Um cruzamento que se pode fazer entre essa realidade e a situação linguística do angolano, é que, de um tempo a esta parte, o falante angolano tem adoptado o mesmo comportamento em relação à linguagem. A esta altura, a discussão não estaria no facto de o angolano aceitar e falar o português. A discussão está, sobretudo, no português que aceita e se empenha para falar.

Como poderá compreender Fanon que “Um homem que possui a linguagem possui, em contrapartida, o mundo que essa linguagem expressa e que lhe é implícito’’. Nesta linha de pensamento, o português de Angola (PA) transparece o mundo angolano, desde as periferias às cidades, através dos aspectos morfológicos, sintácticos, semânticos e sobretudo lexicais. Por exemplo, a unidade lexical ‘’maka’’ no português falado em Angola, aos ouvidos de um angolano, pode ser, para além do seu valor semântico, um convite à cultura angolana e valorização do que é nosso.
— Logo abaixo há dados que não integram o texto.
use crate::dendrogram::Dendrogram;
use crate::merge::non_negative;
use crate::UpgmaError;
use num_traits::Float;

enum Step {
    Open(usize),
    Between(usize),
    Close(usize),
}

/// Renders `tree` as `(left:length,right:length)` from the root down, followed by `;`. A leaf
/// renders as its name. Uses an explicit stack, so the depth of the tree is not limited by the
/// thread's stack size.
pub(crate) fn write_newick<T: Float>(tree: &Dendrogram<T>, precision: usize) -> String {
    let nodes = tree.nodes();
    let mut out = String::new();
    let mut stack = vec![Step::Open(tree.root())];
    while let Some(step) = stack.pop() {
        match step {
            Step::Open(id) => {
                let node = &nodes[id];
                match (node.left, node.right) {
                    (Some(left), Some(right)) => {
                        out.push('(');
                        stack.push(Step::Close(id));
                        stack.push(Step::Open(right));
                        stack.push(Step::Between(id));
                        stack.push(Step::Open(left));
                    }
                    _ => out.push_str(&node.name),
                }
            }
            Step::Between(id) => {
                out.push(':');
                out.push_str(&format_branch_length(nodes[id].branch_length_left, precision));
                out.push(',');
            }
            Step::Close(id) => {
                out.push(':');
                out.push_str(&format_branch_length(nodes[id].branch_length_right, precision));
                out.push(')');
            }
        }
    }
    out.push(';');
    out
}

/// Up to `precision` decimals with trailing zeros trimmed, so `1.000000` prints as `1`.
pub(crate) fn format_branch_length<T: Float>(length: T, precision: usize) -> String {
    let length = non_negative(length).to_f64().unwrap_or(0.0);
    let text = format!("{length:.precision$}");
    if text.contains('.') {
        text.trim_end_matches('0').trim_end_matches('.').to_string()
    } else {
        text
    }
}

/// Reads the leaf labels of a Newick string, left to right. Internal node labels and branch
/// lengths are skipped.
///
/// # Returns
/// * The leaf names, or `UpgmaError::MalformedNewick` if the string does not end in exactly one
///   `;`, has unbalanced parentheses, or has an empty leaf label.
///
/// # Examples
/// ```
///use upgma::parse_leaf_names;
///
///let names = parse_leaf_names("(D:3,(C:2,(A:1,B:1):1):1);").unwrap();
///assert_eq!(vec!["D", "C", "A", "B"], names);
/// ```
pub fn parse_leaf_names(newick: &str) -> Result<Vec<String>, UpgmaError> {
    let body = newick
        .trim()
        .strip_suffix(';')
        .ok_or_else(|| malformed("missing the terminating ';'"))?;
    if body.contains(';') {
        return Err(malformed("more than one ';'"));
    }

    let mut names = Vec::new();
    let mut label = String::new();
    let mut depth = 0usize;
    // False right after a ')', where a label names an internal node
    let mut at_leaf = true;
    let mut in_length = false;
    for ch in body.chars() {
        match ch {
            '(' => {
                if !at_leaf || in_length || !label.trim().is_empty() {
                    return Err(malformed("unexpected '('"));
                }
                depth += 1;
            }
            ',' | ')' => {
                take_label(&mut names, &mut label, at_leaf)?;
                in_length = false;
                if ch == ')' {
                    depth = depth
                        .checked_sub(1)
                        .ok_or_else(|| malformed("unbalanced ')'"))?;
                    at_leaf = false;
                } else if depth == 0 {
                    return Err(malformed("',' outside of any parentheses"));
                } else {
                    at_leaf = true;
                }
            }
            ':' => in_length = true,
            _ if in_length => {}
            _ => label.push(ch),
        }
    }
    take_label(&mut names, &mut label, at_leaf)?;
    if depth != 0 {
        return Err(malformed("unbalanced '('"));
    }
    Ok(names)
}

fn take_label(
    names: &mut Vec<String>,
    label: &mut String,
    at_leaf: bool,
) -> Result<(), UpgmaError> {
    let name = label.trim();
    if at_leaf {
        if name.is_empty() {
            return Err(malformed("empty leaf label"));
        }
        names.push(name.to_string());
    }
    label.clear();
    Ok(())
}

fn malformed(msg: &str) -> UpgmaError {
    UpgmaError::MalformedNewick(msg.to_string())
}

#[cfg(test)]
mod tests {
    use super::*;
    use crate::data_wrappers::{ClusterNode, MergeCandidate};

    fn join(nodes: &mut Vec<ClusterNode<f64>>, left: usize, right: usize, height: f64) {
        let (l, r) = (&nodes[left], &nodes[right]);
        let node = ClusterNode {
            name: String::new(),
            left: Some(left),
            right: Some(right),
            height,
            branch_length_left: height - l.height,
            branch_length_right: height - r.height,
            size: l.size + r.size,
        };
        nodes.push(node);
    }

    #[test]
    fn branch_lengths_trim_trailing_zeros() {
        assert_eq!("1", format_branch_length(1.0, 6));
        assert_eq!("0.25", format_branch_length(0.25, 6));
        assert_eq!("0.333333", format_branch_length(1.0 / 3.0, 6));
        assert_eq!("0.33", format_branch_length(1.0 / 3.0, 2));
        assert_eq!("0", format_branch_length(-1e-12, 6));
        assert_eq!("0", format_branch_length(0.0, 6));
        assert_eq!("0", format_branch_length(-0.0, 6));
        assert_eq!("12", format_branch_length(12.0, 0));
    }

    #[test]
    fn renders_nested_tree() {
        let mut nodes: Vec<ClusterNode<f64>> =
            ["A", "B", "C", "D"].iter().map(|n| ClusterNode::leaf(n)).collect();
        join(&mut nodes, 0, 1, 1.0);
        join(&mut nodes, 2, 4, 2.0);
        join(&mut nodes, 3, 5, 3.0);
        let merges = vec![
            MergeCandidate::new(2.0, 0, 1),
            MergeCandidate::new(4.0, 2, 4),
            MergeCandidate::new(6.0, 3, 5),
        ];
        let tree = Dendrogram::new(nodes, merges, 6);
        assert_eq!("(D:3,(C:2,(A:1,B:1):1):1);", write_newick(&tree, 6));
    }

    #[test]
    fn single_leaf_renders_its_name() {
        let tree = Dendrogram::new(vec![ClusterNode::<f64>::leaf("Solo")], vec![], 0);
        assert_eq!("Solo;", write_newick(&tree, 6));
    }

    #[test]
    fn deep_caterpillar_does_not_recurse() {
        let n = 200_000;
        let mut nodes: Vec<ClusterNode<f64>> =
            (0..n).map(|i| ClusterNode::leaf(&format!("t{i}"))).collect();
        let mut merges = Vec::new();
        let mut last = 0;
        for i in 1..n {
            join(&mut nodes, last, i, i as f64);
            merges.push(MergeCandidate::new(2.0 * i as f64, last, i));
            last = nodes.len() - 1;
        }
        let tree = Dendrogram::new(nodes, merges, last);
        let newick = write_newick(&tree, 6);
        assert!(newick.starts_with(&"(".repeat(n - 1)));
        assert_eq!(n, parse_leaf_names(&newick).unwrap().len());
    }

    #[test]
    fn parses_leaf_names_and_skips_internal_labels() {
        let names = parse_leaf_names(" ((A:0.1,B:0.2)ab:0.3, C:1)root;\n").unwrap();
        assert_eq!(vec!["A", "B", "C"], names);
        assert_eq!(vec!["Solo"], parse_leaf_names("Solo;").unwrap());
    }

    #[test]
    fn rejects_malformed_strings() {
        for text in [
            "(A:1,B:1)",
            "(A:1,B:1);;",
            "((A:1,B:1);",
            "(A:1,B:1));",
            "(A:1,:1);",
            "A,B;",
            "(A(B,C));",
        ] {
            assert!(
                matches!(parse_leaf_names(text), Err(UpgmaError::MalformedNewick(_))),
                "{text}"
            );
        }
    }
}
Por essa razão, a adopção e discussão  do português de Angola não significa apagamento e desvalorização das línguas angolanas elevadas ao estatuto das línguas nacionais:

Primeiro, porque toda e qualquer língua revela um modo de pensar;

Segundo, porque o português de angolano (PA), diferente do português europeu (PE), é ao mesmo tempo uma via de valorização das línguas bantu de Angola.